Holding: The new diagnosis was merely a new appreciation of the importance of evidence previously known but not used and therefore didn’t satisfy the test for newly discovered evidence.
Exams by several experts provided no support for Fosnow’s NGI plea which he then dropped, leading to conviction on no contest pleas. Years later, a prison psychiatrist determined that he suffered from dissociative identity disorder at the time of his offenses. Fosnow argued in a § 974.06 motion that this new opinion was newly discovered evidence entitling him to plea withdrawal. The court of appeals’ rejection of the claim is certainly explicit, but whether it’s on a fact-specific or a more general basis isn’t entirely clear. The court, that is, stresses that the basis for an NGI defense was available before conviction, including Fosnow’s “extensive ‘psychiatric evidence,'” in particular, DID symptomatology. ¶¶16-22. This suggests a limited, fact-specific holding:
¶25 In sum, the examining psychiatrists at the time of his pleas either were aware of or had available the information necessary to evaluate Fosnow’s mental status at the time of the crimes.

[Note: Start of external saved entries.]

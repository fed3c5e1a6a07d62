// SPDX-FileCopyrightText: 2026 Bruno Meilick
// SPDX-License-Identifier: LicenseRef-Ata-FreeUse-NoCopy-NoDerivatives
//
// All rights reserved.
//
// This file is part of Ata and is proprietary software.
// Unauthorized copying, modification, or distribution is prohibited.

use std::collections::BTreeMap;
use std::fmt;
use std::str::FromStr;

use chrono::{DateTime, Utc};

use super::ids::{BlockId, FormId};
use crate::content;

pub const UNTITLED_FORM_TITLE: &str = "Nova ata";

/// A department section of the minutes.
///
/// The set is closed; `ALL` is the fixed display order used by the renderer.
#[derive(Debug, Clone, Copy, PartialEq, Eq, Hash, PartialOrd, Ord)]
pub enum SectionKey {
    Fiscal,
    Dp,
    Contabil,
}

impl SectionKey {
    pub const ALL: [SectionKey; 3] = [SectionKey::Fiscal, SectionKey::Dp, SectionKey::Contabil];

    pub fn as_str(self) -> &'static str {
        match self {
            Self::Fiscal => "fiscal",
            Self::Dp => "dp",
            Self::Contabil => "contabil",
        }
    }

    pub fn label(self) -> &'static str {
        match self {
            Self::Fiscal => "Fiscal",
            Self::Dp => "DP",
            Self::Contabil => "Contábil",
        }
    }
}

impl fmt::Display for SectionKey {
    fn fmt(&self, f: &mut fmt::Formatter<'_>) -> fmt::Result {
        f.write_str(self.as_str())
    }
}

#[derive(Debug, Clone, PartialEq, Eq, thiserror::Error)]
#[error("unknown section key: {0:?}")]
pub struct ParseSectionKeyError(pub String);

impl FromStr for SectionKey {
    type Err = ParseSectionKeyError;

    fn from_str(s: &str) -> Result<Self, Self::Err> {
        SectionKey::ALL
            .into_iter()
            .find(|key| key.as_str() == s)
            .ok_or_else(|| ParseSectionKeyError(s.to_owned()))
    }
}

/// A single title + rich-text entry inside a section.
#[derive(Debug, Clone, PartialEq, Eq)]
pub struct Block {
    id: BlockId,
    title: String,
    content: String,
}

impl Block {
    pub fn new(id: BlockId, title: impl Into<String>, content: impl Into<String>) -> Self {
        Self {
            id,
            title: title.into(),
            content: content.into(),
        }
    }

    /// An empty block with a freshly allocated id.
    pub fn empty() -> Self {
        Self::new(BlockId::generate(), "", "")
    }

    pub fn id(&self) -> &BlockId {
        &self.id
    }

    pub fn title(&self) -> &str {
        &self.title
    }

    pub fn set_title(&mut self, title: impl Into<String>) {
        self.title = title.into();
    }

    pub fn content(&self) -> &str {
        &self.content
    }

    pub fn set_content(&mut self, content: impl Into<String>) {
        self.content = content.into();
    }

    /// True when neither the title nor the content carries visible text.
    pub fn is_blank(&self) -> bool {
        self.title.trim().is_empty() && content::is_blank(&self.content)
    }
}

#[derive(Debug, Clone, PartialEq, Eq, Default)]
pub struct Section {
    blocks: Vec<Block>,
    completed: bool,
}

impl Section {
    pub fn new(blocks: Vec<Block>, completed: bool) -> Self {
        Self { blocks, completed }
    }

    /// The state a section starts in: one empty block, still editable.
    pub fn initial() -> Self {
        Self::new(vec![Block::empty()], false)
    }

    pub fn blocks(&self) -> &[Block] {
        &self.blocks
    }

    pub fn blocks_mut(&mut self) -> &mut Vec<Block> {
        &mut self.blocks
    }

    pub fn completed(&self) -> bool {
        self.completed
    }

    pub fn set_completed(&mut self, completed: bool) {
        self.completed = completed;
    }

    pub fn block(&self, block_id: &BlockId) -> Option<&Block> {
        self.blocks.iter().find(|block| block.id() == block_id)
    }

    pub fn block_mut(&mut self, block_id: &BlockId) -> Option<&mut Block> {
        self.blocks.iter_mut().find(|block| block.id() == block_id)
    }

    pub fn non_blank_blocks(&self) -> impl Iterator<Item = &Block> {
        self.blocks.iter().filter(|block| !block.is_blank())
    }

    pub fn has_content(&self) -> bool {
        self.non_blank_blocks().next().is_some()
    }
}

pub type Sections = BTreeMap<SectionKey, Section>;

pub fn initial_sections() -> Sections {
    SectionKey::ALL
        .into_iter()
        .map(|key| (key, Section::initial()))
        .collect()
}

#[derive(Debug, Clone, PartialEq, Eq, Default)]
pub struct FormHeader {
    pub company: String,
    pub location: String,
    pub date: String,
    pub participants_a: String,
    pub participants_b: String,
}

/// One meeting-minutes submission in progress.
#[derive(Debug, Clone, PartialEq, Eq)]
pub struct Form {
    id: FormId,
    header: FormHeader,
    sections: Sections,
    created_at: DateTime<Utc>,
}

impl Form {
    pub fn new(id: FormId, created_at: DateTime<Utc>) -> Self {
        Self::from_parts(id, FormHeader::default(), initial_sections(), created_at)
    }

    pub fn from_parts(
        id: FormId,
        header: FormHeader,
        sections: Sections,
        created_at: DateTime<Utc>,
    ) -> Self {
        Self {
            id,
            header,
            sections,
            created_at,
        }
    }

    pub fn id(&self) -> &FormId {
        &self.id
    }

    pub fn header(&self) -> &FormHeader {
        &self.header
    }

    pub fn set_header(&mut self, header: FormHeader) {
        self.header = header;
    }

    pub fn sections(&self) -> &Sections {
        &self.sections
    }

    pub fn sections_mut(&mut self) -> &mut Sections {
        &mut self.sections
    }

    pub fn set_sections(&mut self, sections: Sections) {
        self.sections = sections;
    }

    pub fn created_at(&self) -> DateTime<Utc> {
        self.created_at
    }

    /// Puts every section back to its initial state. The header is kept.
    pub fn reset_sections(&mut self) {
        self.sections = initial_sections();
    }

    /// Whether every known section is marked completed; a missing section counts as open.
    pub fn all_sections_completed(&self) -> bool {
        SectionKey::ALL
            .into_iter()
            .all(|key| self.sections.get(&key).is_some_and(Section::completed))
    }

    pub fn summary(&self) -> FormSummary {
        let company = self.header.company.trim();
        let title = if company.is_empty() {
            UNTITLED_FORM_TITLE.to_owned()
        } else {
            company.to_owned()
        };

        let date = self.header.date.trim();
        let date = if date.is_empty() {
            self.created_at.format("%Y-%m-%d").to_string()
        } else {
            date.to_owned()
        };

        FormSummary {
            id: self.id.clone(),
            title,
            date,
        }
    }
}

/// Listing projection of a [`Form`].
#[derive(Debug, Clone, PartialEq, Eq)]
pub struct FormSummary {
    pub id: FormId,
    pub title: String,
    pub date: String,
}

#[cfg(test)]
mod tests {
    use chrono::TimeZone;

    use super::*;

    fn created() -> DateTime<Utc> {
        Utc.with_ymd_and_hms(2024, 3, 1, 9, 30, 0).single().expect("valid timestamp")
    }

    #[test]
    fn new_form_has_all_sections_with_one_empty_block() {
        let form = Form::new(FormId::new("f1").expect("form id"), created());
        assert_eq!(form.sections().len(), 3);
        for key in SectionKey::ALL {
            let section = &form.sections()[&key];
            assert_eq!(section.blocks().len(), 1);
            assert!(section.blocks()[0].is_blank());
            assert!(!section.completed());
        }
        assert!(!form.all_sections_completed());
    }

    #[test]
    fn section_key_parses_wire_names_only() {
        assert_eq!("contabil".parse::<SectionKey>(), Ok(SectionKey::Contabil));
        assert!("Contabil".parse::<SectionKey>().is_err());
        assert!("rh".parse::<SectionKey>().is_err());
    }

    #[test]
    fn blank_detection_looks_through_markup() {
        let id = || BlockId::generate();
        assert!(Block::new(id(), "  ", "<p><br></p>").is_blank());
        assert!(Block::new(id(), "", "<p>&nbsp;</p>").is_blank());
        assert!(!Block::new(id(), "Pauta", "").is_blank());
        assert!(!Block::new(id(), "", "<p>texto</p>").is_blank());
    }

    #[test]
    fn summary_falls_back_to_placeholder_title_and_creation_date() {
        let mut form = Form::new(FormId::new("f1").expect("form id"), created());
        let summary = form.summary();
        assert_eq!(summary.title, UNTITLED_FORM_TITLE);
        assert_eq!(summary.date, "2024-03-01");

        form.set_header(FormHeader {
            company: " ACME Ltda ".to_owned(),
            date: "2024-03-05".to_owned(),
            ..FormHeader::default()
        });
        let summary = form.summary();
        assert_eq!(summary.title, "ACME Ltda");
        assert_eq!(summary.date, "2024-03-05");
    }

    #[test]
    fn all_sections_completed_requires_every_section() {
        let mut form = Form::new(FormId::new("f1").expect("form id"), created());
        for key in [SectionKey::Fiscal, SectionKey::Dp] {
            form.sections_mut().get_mut(&key).expect("section").set_completed(true);
        }
        assert!(!form.all_sections_completed());

        form.sections_mut()
            .get_mut(&SectionKey::Contabil)
            .expect("section")
            .set_completed(true);
        assert!(form.all_sections_completed());

        form.sections_mut().remove(&SectionKey::Dp);
        assert!(!form.all_sections_completed());
    }
}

Fosnow and his trial counsel were aware of a possible DID diagnosis from Dr. Van Dyke’s report and did not choose to obtain additional evaluations that might have supported it in 1989….
But the court doesn’t end on that note; instead, it goes on to suggest that principles of finality generally preclude a new expert opinion from being newly discovered evidence. ¶¶26-28.